Records from a data collection
..........
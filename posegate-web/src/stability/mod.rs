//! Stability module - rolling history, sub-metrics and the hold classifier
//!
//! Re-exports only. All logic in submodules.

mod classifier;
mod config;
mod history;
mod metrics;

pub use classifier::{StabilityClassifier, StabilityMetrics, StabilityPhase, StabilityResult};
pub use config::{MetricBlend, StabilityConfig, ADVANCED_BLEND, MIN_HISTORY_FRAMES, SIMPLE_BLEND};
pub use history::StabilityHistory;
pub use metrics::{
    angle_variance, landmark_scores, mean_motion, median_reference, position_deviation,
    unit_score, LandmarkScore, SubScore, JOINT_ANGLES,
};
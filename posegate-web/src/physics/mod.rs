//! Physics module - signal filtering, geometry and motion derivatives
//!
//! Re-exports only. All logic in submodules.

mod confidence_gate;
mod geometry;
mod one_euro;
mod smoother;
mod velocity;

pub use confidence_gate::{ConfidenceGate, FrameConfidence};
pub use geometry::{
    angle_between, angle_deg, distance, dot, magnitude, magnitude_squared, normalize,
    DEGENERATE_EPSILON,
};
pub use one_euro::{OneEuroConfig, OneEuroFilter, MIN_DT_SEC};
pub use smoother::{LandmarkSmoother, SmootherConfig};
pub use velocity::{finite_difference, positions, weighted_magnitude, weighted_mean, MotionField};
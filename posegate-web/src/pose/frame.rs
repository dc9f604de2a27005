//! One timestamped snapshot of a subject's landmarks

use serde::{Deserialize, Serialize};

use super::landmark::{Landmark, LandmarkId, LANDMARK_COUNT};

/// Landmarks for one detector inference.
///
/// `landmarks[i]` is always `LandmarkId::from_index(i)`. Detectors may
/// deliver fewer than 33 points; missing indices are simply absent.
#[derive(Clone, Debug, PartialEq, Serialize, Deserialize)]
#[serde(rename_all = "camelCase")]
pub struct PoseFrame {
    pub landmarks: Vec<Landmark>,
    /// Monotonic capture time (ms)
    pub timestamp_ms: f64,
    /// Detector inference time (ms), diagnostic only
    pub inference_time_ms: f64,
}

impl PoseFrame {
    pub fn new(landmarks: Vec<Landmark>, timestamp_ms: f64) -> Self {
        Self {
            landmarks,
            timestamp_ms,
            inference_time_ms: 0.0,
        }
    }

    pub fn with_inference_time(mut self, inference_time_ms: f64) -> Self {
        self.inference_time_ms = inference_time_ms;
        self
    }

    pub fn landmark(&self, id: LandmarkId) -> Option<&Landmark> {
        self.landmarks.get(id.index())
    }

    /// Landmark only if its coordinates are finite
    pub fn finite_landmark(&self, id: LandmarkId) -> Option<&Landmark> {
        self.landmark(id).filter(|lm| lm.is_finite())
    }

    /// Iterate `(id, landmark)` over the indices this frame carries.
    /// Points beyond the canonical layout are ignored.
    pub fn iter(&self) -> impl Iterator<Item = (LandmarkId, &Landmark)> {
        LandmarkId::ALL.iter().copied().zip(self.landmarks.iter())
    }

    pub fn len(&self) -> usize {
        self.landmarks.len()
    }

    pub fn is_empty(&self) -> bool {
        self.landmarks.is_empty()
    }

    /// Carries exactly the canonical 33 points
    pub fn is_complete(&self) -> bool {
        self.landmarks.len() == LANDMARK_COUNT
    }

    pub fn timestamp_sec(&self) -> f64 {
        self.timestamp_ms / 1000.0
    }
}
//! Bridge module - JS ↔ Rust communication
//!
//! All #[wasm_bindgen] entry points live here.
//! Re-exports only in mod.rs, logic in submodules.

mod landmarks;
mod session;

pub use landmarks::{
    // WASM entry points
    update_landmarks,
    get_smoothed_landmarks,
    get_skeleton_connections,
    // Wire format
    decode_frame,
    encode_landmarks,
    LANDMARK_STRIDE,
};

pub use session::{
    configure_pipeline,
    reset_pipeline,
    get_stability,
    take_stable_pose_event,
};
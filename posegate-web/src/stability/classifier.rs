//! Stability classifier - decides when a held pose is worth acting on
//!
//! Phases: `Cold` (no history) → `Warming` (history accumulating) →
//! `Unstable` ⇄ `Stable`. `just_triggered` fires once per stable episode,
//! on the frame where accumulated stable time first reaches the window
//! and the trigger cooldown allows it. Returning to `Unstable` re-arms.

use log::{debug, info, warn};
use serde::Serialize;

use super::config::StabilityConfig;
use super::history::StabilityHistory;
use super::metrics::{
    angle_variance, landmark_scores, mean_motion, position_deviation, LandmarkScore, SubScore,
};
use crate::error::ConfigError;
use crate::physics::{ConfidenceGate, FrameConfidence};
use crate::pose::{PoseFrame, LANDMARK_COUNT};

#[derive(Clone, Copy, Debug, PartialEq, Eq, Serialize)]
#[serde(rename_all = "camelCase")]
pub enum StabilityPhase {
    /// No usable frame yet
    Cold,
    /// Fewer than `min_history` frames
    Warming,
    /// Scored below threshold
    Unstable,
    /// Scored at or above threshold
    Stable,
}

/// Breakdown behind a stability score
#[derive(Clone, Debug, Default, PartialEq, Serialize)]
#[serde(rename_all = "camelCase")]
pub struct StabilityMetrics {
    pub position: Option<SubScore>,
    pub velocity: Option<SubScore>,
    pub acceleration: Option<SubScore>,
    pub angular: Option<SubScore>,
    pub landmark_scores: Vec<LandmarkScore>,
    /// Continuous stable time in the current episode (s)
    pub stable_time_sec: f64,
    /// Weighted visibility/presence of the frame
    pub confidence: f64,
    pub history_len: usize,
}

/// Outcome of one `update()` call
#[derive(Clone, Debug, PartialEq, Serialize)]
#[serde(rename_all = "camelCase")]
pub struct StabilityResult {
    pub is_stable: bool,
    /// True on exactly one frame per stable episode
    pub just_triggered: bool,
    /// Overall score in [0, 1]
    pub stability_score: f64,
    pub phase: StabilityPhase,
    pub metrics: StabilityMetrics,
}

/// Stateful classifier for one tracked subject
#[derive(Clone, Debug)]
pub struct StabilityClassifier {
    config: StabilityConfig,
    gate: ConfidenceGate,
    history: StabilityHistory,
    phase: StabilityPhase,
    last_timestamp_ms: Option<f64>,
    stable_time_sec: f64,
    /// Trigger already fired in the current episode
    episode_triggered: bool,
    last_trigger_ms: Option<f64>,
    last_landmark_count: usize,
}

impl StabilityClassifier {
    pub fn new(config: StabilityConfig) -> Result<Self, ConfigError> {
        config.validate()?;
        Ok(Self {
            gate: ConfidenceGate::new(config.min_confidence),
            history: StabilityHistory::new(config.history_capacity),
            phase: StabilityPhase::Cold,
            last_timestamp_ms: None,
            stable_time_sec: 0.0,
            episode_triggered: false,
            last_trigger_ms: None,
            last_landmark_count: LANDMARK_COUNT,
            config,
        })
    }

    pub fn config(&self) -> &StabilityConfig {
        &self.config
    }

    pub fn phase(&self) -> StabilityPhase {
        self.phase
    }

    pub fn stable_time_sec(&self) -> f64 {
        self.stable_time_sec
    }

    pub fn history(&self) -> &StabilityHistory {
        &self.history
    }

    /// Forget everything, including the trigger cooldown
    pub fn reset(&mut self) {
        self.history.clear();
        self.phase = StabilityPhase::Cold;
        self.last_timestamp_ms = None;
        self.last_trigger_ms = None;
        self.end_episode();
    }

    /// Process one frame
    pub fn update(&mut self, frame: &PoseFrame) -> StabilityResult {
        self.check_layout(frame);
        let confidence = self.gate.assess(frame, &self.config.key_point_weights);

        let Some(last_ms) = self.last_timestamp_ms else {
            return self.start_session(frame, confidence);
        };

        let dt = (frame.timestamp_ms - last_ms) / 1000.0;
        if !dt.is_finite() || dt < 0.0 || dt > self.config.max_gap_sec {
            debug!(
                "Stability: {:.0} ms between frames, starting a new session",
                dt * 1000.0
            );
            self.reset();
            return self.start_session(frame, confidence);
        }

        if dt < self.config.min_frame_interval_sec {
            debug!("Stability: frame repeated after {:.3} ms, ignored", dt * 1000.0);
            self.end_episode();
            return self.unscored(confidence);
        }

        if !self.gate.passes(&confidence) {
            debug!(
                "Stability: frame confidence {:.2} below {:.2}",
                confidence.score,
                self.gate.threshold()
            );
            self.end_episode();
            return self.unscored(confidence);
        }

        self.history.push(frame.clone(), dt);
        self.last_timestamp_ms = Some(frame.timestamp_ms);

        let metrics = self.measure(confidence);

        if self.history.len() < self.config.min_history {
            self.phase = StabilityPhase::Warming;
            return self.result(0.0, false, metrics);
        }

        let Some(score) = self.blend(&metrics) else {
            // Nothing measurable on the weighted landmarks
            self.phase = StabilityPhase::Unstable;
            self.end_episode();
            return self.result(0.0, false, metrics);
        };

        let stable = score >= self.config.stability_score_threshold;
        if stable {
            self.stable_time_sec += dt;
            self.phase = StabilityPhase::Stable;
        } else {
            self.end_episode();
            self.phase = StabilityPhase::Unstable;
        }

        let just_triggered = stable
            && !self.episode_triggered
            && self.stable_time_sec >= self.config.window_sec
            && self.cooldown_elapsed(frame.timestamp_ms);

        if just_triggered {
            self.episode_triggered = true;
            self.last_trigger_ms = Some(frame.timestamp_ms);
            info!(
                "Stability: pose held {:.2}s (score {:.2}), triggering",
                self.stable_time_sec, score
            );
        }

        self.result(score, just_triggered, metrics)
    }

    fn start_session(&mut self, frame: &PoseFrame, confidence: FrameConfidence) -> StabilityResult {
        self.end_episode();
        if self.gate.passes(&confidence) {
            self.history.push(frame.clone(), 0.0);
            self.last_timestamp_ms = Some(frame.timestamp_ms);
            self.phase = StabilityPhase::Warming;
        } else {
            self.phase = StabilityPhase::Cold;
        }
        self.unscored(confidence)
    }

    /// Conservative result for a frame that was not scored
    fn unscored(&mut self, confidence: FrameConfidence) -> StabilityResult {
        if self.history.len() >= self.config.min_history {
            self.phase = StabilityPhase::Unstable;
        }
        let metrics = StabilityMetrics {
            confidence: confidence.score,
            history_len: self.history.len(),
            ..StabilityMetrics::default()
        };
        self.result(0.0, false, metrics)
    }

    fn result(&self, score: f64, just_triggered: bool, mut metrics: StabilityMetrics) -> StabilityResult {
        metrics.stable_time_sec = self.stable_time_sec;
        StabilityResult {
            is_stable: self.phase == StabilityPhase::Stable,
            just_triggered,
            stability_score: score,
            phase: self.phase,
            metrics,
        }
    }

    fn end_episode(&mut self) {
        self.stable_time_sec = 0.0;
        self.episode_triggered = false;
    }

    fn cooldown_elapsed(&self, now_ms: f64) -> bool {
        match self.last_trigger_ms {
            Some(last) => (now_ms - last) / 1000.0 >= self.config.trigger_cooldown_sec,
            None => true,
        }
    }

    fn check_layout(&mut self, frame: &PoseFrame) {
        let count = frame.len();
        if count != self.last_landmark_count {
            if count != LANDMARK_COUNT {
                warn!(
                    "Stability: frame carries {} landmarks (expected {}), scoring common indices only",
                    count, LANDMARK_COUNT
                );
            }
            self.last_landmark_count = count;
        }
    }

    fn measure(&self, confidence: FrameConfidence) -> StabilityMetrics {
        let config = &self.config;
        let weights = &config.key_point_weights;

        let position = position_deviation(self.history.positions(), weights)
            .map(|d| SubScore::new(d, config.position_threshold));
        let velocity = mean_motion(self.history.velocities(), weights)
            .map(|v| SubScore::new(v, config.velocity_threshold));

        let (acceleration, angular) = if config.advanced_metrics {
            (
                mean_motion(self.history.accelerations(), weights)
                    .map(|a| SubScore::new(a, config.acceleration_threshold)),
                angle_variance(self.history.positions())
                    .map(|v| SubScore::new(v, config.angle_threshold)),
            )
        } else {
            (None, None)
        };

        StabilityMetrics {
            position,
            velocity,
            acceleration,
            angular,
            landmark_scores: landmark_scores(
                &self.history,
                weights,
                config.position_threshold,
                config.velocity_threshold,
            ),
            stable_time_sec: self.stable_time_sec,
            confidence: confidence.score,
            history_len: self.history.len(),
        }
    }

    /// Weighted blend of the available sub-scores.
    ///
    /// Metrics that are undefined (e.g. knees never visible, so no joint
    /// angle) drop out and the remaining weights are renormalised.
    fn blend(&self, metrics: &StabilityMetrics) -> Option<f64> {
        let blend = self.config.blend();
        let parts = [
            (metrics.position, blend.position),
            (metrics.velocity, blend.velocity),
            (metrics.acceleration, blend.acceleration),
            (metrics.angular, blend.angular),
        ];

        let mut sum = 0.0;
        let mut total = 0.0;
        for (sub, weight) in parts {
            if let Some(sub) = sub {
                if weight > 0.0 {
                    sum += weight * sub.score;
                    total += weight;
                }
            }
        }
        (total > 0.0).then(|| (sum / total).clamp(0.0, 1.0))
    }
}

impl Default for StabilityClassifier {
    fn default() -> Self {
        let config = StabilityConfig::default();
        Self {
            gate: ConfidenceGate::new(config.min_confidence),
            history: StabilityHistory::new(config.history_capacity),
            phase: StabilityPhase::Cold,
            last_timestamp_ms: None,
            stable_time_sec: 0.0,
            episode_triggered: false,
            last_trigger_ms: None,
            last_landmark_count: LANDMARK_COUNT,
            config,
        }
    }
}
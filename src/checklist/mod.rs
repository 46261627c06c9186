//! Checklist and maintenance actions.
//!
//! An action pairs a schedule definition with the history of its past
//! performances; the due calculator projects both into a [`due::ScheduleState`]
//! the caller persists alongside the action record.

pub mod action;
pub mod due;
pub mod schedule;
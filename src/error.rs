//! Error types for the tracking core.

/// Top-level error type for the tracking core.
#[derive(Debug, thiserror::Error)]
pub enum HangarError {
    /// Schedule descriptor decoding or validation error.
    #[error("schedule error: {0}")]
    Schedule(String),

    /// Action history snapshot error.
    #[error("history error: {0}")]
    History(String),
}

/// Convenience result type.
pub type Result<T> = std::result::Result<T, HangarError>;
..........
AIM OF THE EXERCISE: Every line above from the line with "are simply absent." to the line with "points live here.", both included, must be reproduced exactly, and no other line may appear.

EXERCISE ANSWER:
/// deliver fewer than 33 points; missing indices are simply absent.
#[derive(Clone, Debug, PartialEq, Serialize, Deserialize)]
#[serde(rename_all = "camelCase")]
pub struct PoseFrame {
    pub landmarks: Vec<Landmark>,
    /// Monotonic capture time (ms)
    pub timestamp_ms: f64,
    /// Detector inference time (ms), diagnostic only
    pub inference_time_ms: f64,
}

impl PoseFrame {
    pub fn new(landmarks: Vec<Landmark>, timestamp_ms: f64) -> Self {
        Self {
            landmarks,
            timestamp_ms,
            inference_time_ms: 0.0,
        }
    }

    pub fn with_inference_time(mut self, inference_time_ms: f64) -> Self {
        self.inference_time_ms = inference_time_ms;
        self
    }

    pub fn landmark(&self, id: LandmarkId) -> Option<&Landmark> {
        self.landmarks.get(id.index())
    }

    /// Landmark only if its coordinates are finite
    pub fn finite_landmark(&self, id: LandmarkId) -> Option<&Landmark> {
        self.landmark(id).filter(|lm| lm.is_finite())
    }

    /// Iterate `(id, landmark)` over the indices this frame carries.
    /// Points beyond the canonical layout are ignored.
    pub fn iter(&self) -> impl Iterator<Item = (LandmarkId, &Landmark)> {
        LandmarkId::ALL.iter().copied().zip(self.landmarks.iter())
    }

    pub fn len(&self) -> usize {
        self.landmarks.len()
    }

    pub fn is_empty(&self) -> bool {
        self.landmarks.is_empty()
    }

    /// Carries exactly the canonical 33 points
    pub fn is_complete(&self) -> bool {
        self.landmarks.len() == LANDMARK_COUNT
    }

    pub fn timestamp_sec(&self) -> f64 {
        self.timestamp_ms / 1000.0
    }
}
//! Bridge module - JS ↔ Rust communication
//!
//! All #[wasm_bindgen] entry points live here.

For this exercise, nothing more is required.